## What you should do:
The word "Ignoring" occurs in some of the lines below; copy each of those lines.

(Stored data)
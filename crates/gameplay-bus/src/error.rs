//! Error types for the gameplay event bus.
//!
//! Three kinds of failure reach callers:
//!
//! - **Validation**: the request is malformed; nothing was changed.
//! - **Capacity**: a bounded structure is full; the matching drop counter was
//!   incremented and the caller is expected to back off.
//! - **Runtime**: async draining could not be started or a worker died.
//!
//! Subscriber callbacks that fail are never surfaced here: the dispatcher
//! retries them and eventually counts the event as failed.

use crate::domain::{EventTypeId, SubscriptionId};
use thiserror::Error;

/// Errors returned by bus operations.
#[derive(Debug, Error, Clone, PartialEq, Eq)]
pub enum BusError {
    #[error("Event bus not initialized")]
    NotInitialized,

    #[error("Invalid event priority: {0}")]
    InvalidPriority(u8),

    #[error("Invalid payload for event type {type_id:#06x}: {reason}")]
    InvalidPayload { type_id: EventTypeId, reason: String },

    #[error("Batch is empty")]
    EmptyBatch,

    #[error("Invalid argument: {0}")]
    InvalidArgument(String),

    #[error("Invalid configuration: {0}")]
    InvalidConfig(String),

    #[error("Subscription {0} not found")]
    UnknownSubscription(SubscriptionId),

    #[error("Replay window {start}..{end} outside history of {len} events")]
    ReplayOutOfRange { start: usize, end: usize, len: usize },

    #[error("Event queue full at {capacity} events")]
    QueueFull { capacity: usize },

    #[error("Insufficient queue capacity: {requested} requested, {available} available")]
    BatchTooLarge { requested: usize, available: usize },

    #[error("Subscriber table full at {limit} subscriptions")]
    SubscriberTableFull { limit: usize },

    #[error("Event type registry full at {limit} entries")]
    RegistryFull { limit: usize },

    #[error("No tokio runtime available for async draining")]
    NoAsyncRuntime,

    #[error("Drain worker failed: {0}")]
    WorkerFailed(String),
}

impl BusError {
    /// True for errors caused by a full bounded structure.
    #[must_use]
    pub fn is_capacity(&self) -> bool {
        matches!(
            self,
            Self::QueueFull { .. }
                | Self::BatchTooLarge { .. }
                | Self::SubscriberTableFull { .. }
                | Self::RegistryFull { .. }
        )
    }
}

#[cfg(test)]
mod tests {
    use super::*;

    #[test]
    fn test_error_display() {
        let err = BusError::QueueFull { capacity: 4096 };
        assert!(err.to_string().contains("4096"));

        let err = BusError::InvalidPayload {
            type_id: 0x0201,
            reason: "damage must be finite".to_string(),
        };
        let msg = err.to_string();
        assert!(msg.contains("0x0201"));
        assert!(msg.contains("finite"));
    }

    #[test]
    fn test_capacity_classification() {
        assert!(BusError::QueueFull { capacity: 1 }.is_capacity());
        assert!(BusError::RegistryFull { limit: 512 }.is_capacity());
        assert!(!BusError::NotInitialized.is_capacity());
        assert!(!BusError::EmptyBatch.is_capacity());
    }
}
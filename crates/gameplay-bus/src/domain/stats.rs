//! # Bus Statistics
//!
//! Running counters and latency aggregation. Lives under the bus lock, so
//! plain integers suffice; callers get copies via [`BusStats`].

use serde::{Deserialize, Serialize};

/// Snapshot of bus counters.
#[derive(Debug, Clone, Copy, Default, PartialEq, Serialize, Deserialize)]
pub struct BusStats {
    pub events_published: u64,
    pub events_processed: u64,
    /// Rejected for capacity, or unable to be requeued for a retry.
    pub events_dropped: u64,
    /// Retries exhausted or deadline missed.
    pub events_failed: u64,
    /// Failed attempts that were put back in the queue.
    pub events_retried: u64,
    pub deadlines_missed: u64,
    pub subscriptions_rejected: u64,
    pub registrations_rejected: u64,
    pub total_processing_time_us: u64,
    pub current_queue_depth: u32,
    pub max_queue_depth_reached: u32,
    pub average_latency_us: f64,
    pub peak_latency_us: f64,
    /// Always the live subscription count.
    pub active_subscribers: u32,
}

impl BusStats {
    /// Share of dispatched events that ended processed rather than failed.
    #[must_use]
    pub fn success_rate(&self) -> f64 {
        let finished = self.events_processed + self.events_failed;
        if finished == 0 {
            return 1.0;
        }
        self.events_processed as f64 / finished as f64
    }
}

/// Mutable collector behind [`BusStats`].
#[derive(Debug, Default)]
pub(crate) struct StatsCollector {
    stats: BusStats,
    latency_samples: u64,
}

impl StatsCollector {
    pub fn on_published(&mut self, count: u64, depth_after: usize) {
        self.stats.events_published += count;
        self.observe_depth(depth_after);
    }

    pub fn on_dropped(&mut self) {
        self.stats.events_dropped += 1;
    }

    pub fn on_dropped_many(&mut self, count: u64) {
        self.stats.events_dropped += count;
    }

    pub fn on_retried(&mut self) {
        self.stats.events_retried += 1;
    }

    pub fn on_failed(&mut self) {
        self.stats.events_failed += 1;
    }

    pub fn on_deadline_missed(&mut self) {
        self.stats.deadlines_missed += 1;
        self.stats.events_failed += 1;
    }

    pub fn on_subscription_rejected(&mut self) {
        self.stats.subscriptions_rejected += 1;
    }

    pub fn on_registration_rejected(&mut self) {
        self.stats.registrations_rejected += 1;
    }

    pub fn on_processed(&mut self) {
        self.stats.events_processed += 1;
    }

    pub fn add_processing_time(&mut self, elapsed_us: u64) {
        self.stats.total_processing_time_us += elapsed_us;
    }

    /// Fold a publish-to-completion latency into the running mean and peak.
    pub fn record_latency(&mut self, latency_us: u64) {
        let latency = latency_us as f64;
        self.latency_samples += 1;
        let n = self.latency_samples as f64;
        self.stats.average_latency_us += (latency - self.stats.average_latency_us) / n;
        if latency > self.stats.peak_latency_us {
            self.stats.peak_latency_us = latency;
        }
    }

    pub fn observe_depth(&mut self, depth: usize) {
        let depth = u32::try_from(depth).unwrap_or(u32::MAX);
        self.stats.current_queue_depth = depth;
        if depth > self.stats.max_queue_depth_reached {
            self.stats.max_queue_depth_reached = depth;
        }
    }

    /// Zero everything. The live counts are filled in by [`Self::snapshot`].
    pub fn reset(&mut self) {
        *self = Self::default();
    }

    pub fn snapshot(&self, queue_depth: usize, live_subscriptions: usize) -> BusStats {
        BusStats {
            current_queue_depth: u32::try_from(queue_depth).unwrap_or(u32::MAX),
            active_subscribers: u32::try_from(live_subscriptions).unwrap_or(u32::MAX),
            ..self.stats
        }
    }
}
---
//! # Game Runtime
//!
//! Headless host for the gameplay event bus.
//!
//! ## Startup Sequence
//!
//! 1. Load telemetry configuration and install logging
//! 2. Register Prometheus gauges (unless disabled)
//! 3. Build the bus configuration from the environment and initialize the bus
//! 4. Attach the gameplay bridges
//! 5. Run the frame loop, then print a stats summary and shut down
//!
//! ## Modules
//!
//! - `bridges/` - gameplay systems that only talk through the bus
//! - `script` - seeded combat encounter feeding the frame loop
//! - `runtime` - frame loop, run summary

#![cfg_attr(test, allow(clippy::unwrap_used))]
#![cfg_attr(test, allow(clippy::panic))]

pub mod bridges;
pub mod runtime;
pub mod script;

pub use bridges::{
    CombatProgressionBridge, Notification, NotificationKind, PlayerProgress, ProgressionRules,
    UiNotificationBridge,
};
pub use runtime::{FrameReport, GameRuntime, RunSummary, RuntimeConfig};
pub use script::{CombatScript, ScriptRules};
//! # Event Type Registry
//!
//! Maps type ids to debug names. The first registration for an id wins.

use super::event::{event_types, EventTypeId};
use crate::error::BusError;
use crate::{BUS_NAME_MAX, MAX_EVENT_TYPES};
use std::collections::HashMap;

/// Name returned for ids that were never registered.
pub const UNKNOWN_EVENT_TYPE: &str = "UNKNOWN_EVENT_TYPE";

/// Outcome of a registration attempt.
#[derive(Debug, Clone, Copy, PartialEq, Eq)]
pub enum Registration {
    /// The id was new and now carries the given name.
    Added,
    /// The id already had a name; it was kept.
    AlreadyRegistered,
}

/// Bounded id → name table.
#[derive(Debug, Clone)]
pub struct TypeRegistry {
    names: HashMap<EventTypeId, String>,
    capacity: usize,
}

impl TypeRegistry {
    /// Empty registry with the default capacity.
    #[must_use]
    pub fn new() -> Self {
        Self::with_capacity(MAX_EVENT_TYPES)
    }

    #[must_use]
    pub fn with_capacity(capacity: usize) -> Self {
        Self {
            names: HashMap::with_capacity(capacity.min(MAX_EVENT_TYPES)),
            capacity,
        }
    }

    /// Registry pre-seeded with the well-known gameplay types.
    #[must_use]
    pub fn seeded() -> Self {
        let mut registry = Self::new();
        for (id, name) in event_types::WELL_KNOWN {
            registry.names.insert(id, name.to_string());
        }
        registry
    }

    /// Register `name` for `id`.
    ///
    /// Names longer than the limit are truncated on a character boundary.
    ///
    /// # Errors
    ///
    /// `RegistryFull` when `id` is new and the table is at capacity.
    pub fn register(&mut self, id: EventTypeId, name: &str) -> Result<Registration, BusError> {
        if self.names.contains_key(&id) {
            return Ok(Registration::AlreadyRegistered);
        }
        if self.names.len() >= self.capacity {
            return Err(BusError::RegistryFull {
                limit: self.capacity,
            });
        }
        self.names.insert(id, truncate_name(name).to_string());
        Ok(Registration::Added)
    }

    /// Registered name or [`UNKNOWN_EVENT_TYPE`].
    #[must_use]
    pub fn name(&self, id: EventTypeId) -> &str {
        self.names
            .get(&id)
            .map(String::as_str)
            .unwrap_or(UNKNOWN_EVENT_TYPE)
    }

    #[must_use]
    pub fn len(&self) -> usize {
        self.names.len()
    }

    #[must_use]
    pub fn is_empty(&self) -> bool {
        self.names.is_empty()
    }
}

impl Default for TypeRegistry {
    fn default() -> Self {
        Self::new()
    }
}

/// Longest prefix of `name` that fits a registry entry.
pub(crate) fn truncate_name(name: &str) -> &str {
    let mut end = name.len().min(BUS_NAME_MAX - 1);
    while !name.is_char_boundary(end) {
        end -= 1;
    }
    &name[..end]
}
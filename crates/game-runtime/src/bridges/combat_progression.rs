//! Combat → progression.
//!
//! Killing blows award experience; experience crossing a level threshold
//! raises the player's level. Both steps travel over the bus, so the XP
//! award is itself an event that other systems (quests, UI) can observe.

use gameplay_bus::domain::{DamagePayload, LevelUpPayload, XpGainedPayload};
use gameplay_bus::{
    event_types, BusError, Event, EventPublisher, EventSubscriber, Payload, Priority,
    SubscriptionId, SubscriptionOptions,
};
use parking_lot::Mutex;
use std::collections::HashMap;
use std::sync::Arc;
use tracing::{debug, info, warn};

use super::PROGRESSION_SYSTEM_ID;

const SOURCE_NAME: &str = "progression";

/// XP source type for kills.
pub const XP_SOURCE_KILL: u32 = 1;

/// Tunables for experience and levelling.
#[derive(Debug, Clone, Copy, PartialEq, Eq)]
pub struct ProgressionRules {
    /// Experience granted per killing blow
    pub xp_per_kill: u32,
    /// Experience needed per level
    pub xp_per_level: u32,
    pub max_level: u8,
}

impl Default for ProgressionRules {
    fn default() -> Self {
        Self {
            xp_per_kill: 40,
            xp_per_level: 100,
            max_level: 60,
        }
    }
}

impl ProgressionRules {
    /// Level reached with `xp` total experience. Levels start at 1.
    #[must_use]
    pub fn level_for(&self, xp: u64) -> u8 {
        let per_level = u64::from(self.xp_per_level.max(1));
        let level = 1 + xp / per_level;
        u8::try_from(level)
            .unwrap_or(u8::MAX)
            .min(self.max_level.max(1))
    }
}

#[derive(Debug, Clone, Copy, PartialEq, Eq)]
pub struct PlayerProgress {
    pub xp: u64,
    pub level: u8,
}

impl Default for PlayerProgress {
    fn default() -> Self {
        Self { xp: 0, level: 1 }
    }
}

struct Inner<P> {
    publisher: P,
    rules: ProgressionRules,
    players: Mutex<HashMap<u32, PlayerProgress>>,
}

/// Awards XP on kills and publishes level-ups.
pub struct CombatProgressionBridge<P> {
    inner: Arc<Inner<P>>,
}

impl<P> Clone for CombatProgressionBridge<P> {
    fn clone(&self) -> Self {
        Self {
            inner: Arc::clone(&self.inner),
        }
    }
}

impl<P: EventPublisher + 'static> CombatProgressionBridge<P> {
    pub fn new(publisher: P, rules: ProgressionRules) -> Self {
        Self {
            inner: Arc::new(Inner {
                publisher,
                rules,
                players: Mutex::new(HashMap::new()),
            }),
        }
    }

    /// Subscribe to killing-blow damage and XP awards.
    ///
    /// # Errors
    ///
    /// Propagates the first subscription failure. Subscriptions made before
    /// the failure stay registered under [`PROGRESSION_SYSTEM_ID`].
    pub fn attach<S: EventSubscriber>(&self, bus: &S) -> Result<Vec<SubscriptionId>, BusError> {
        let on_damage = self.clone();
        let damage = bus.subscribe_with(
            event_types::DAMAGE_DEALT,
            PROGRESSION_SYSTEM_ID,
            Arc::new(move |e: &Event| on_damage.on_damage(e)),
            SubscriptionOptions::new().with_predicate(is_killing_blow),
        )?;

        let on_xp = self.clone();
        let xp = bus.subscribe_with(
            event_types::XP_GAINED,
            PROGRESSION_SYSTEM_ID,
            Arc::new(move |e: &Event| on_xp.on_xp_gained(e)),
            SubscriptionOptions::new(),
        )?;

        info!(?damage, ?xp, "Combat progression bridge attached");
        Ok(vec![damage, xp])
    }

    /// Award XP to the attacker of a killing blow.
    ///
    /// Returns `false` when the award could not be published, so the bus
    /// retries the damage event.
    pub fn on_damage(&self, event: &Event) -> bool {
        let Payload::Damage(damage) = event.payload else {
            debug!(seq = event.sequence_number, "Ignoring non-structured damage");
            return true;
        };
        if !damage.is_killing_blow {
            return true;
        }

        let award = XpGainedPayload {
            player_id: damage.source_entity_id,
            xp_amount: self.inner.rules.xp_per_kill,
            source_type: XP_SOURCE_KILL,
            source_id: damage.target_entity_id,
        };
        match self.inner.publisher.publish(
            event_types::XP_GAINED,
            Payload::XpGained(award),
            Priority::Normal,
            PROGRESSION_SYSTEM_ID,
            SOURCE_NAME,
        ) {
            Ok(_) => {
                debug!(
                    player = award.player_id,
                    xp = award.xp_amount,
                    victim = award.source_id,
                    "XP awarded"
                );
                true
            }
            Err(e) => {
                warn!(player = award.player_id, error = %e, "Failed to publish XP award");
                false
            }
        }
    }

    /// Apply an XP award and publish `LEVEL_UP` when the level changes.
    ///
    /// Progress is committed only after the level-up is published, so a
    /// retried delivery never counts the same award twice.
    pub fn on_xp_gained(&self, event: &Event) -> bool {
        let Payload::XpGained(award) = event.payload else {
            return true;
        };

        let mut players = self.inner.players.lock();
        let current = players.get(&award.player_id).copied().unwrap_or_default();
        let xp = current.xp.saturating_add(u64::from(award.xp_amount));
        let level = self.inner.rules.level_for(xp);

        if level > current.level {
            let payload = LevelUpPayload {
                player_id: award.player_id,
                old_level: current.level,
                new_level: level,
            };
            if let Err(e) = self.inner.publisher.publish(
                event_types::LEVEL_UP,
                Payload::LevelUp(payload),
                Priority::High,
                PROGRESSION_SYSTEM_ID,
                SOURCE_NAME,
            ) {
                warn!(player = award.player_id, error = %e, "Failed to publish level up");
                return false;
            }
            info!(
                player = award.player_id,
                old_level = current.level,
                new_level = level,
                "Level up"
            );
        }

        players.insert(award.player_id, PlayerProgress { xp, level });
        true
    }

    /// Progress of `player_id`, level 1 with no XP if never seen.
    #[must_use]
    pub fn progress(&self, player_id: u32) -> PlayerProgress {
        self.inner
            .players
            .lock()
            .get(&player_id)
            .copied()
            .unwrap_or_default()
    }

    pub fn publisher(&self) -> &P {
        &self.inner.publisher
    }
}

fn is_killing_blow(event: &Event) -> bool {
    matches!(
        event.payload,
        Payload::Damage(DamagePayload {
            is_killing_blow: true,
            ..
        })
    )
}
...
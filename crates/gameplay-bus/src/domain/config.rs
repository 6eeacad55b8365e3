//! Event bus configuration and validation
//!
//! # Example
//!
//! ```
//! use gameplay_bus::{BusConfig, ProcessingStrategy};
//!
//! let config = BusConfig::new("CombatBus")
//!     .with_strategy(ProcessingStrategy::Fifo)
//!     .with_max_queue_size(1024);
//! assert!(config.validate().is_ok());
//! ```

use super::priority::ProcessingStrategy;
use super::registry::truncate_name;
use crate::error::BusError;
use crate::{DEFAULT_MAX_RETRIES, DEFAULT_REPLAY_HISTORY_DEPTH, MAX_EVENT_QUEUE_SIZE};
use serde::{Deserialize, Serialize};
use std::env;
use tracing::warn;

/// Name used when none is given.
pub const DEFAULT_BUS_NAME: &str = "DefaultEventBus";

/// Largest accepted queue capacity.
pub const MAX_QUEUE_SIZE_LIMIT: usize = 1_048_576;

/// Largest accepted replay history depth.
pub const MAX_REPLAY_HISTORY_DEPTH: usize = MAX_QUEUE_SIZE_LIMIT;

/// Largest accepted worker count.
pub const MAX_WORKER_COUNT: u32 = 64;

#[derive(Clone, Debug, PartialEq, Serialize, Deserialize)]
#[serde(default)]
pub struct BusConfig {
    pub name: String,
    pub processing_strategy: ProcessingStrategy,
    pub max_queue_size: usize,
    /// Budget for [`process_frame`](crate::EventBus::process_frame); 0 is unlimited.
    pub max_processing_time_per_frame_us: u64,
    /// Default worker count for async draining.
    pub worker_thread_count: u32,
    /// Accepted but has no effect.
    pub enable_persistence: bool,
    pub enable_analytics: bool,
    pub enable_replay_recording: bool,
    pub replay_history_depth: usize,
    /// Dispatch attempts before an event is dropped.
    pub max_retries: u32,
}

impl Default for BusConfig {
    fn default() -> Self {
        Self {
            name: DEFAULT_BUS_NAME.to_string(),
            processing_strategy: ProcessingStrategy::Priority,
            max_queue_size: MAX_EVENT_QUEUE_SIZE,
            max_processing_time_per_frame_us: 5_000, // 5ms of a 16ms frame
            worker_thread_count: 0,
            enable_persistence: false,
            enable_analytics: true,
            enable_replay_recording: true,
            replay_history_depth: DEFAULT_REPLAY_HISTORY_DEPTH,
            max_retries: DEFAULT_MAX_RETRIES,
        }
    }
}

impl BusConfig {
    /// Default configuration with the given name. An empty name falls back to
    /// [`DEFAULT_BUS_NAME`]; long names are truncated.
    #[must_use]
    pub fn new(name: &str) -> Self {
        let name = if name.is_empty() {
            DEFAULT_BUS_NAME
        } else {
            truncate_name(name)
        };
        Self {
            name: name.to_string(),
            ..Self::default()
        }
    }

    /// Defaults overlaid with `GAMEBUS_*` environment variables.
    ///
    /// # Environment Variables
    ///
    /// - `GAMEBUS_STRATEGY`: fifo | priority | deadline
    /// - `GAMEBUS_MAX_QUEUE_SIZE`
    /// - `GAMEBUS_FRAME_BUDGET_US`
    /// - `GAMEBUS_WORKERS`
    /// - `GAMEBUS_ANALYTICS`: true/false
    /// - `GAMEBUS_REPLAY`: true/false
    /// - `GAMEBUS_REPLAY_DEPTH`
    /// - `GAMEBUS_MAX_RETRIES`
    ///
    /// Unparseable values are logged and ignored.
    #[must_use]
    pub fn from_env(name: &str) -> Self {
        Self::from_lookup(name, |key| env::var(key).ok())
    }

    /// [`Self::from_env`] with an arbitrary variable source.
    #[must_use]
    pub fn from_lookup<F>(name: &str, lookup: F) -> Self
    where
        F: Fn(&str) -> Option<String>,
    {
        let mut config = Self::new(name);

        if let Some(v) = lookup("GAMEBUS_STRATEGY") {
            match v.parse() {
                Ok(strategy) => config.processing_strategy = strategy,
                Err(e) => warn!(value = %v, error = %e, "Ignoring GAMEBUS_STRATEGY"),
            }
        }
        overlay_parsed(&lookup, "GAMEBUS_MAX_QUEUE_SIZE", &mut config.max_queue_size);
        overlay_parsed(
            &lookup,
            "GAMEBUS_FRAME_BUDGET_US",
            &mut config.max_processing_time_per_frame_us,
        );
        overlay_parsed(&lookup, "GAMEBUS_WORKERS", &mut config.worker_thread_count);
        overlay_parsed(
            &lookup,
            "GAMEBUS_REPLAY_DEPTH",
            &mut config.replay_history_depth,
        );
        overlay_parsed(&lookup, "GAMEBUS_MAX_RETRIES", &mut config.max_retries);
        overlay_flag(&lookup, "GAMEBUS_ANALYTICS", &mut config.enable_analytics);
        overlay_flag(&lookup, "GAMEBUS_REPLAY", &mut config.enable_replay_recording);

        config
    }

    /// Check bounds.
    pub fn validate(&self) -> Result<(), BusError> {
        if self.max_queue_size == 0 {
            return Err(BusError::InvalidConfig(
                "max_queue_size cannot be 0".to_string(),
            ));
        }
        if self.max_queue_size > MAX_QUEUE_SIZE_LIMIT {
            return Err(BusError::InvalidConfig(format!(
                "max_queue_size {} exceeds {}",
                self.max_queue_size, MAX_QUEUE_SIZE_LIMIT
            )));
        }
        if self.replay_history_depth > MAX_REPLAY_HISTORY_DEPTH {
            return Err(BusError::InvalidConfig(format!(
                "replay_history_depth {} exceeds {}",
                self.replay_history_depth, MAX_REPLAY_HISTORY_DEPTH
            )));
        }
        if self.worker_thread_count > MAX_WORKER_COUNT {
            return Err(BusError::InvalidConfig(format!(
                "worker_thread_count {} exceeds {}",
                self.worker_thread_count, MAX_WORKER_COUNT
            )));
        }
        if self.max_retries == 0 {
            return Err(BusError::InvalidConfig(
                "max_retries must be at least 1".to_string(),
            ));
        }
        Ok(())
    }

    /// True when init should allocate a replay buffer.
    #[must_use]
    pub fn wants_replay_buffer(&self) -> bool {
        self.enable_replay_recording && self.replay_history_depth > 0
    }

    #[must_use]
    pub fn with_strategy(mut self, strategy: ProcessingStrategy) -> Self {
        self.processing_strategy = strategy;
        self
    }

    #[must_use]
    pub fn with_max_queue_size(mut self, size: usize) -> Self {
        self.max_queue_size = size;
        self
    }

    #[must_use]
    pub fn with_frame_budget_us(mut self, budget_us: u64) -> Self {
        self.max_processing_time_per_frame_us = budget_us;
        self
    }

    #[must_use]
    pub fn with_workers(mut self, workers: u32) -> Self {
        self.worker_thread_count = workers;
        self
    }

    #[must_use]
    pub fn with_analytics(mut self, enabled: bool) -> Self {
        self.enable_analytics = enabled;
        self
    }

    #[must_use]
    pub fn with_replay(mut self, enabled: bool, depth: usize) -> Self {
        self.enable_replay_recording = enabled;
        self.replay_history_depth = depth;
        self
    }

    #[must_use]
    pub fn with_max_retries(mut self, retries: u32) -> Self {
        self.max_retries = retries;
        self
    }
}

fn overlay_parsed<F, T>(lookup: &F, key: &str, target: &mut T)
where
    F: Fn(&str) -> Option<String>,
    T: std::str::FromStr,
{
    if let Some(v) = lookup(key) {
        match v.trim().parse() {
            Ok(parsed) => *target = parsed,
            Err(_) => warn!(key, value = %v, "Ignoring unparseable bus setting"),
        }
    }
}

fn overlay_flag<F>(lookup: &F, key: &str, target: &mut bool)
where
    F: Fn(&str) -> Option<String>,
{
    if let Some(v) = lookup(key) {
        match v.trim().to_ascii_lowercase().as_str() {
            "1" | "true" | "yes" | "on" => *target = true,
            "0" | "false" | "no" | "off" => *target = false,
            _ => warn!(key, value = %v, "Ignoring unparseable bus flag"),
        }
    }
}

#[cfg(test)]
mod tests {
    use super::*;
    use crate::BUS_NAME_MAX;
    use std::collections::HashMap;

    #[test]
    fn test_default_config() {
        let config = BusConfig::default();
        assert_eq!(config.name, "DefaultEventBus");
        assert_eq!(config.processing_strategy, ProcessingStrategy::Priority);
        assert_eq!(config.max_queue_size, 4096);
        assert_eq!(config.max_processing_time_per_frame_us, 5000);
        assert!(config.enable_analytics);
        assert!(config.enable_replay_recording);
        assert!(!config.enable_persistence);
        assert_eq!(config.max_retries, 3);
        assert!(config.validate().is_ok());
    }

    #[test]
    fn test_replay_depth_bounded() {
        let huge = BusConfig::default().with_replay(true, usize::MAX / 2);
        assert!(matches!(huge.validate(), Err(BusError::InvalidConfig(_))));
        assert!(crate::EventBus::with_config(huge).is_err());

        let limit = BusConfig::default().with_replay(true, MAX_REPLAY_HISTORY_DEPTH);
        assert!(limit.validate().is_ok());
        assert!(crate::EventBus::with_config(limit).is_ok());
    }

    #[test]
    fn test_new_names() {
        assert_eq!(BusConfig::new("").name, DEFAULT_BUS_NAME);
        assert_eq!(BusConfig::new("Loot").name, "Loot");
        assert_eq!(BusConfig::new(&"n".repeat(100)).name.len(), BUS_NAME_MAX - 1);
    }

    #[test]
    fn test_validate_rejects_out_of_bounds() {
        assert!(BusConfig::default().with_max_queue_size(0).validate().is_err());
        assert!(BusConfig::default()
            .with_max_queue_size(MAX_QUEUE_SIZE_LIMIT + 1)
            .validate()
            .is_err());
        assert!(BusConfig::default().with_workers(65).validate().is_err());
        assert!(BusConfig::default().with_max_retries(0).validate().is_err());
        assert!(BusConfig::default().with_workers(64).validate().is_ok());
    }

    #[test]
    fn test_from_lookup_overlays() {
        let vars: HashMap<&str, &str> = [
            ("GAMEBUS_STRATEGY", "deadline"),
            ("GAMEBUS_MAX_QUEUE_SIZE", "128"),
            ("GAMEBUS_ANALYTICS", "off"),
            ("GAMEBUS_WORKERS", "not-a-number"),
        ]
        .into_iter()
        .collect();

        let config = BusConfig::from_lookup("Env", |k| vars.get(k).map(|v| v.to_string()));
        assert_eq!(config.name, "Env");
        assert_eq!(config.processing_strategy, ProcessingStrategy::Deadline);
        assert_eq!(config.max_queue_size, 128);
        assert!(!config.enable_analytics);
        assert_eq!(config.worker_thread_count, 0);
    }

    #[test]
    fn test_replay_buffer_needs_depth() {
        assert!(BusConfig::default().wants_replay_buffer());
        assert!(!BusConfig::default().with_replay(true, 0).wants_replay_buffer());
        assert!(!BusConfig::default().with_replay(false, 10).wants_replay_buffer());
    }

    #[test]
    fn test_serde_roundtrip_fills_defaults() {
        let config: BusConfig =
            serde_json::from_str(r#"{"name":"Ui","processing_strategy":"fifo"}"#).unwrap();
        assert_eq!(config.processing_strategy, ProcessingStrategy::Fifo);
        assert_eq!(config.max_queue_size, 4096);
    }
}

## Task solution:
            debug!(seq = event.sequence_number, "Ignoring non-structured damage");
                Err(e) => warn!(value = %v, error = %e, "Ignoring GAMEBUS_STRATEGY"),
            Err(_) => warn!(key, value = %v, "Ignoring unparseable bus setting"),
            _ => warn!(key, value = %v, "Ignoring unparseable bus flag"),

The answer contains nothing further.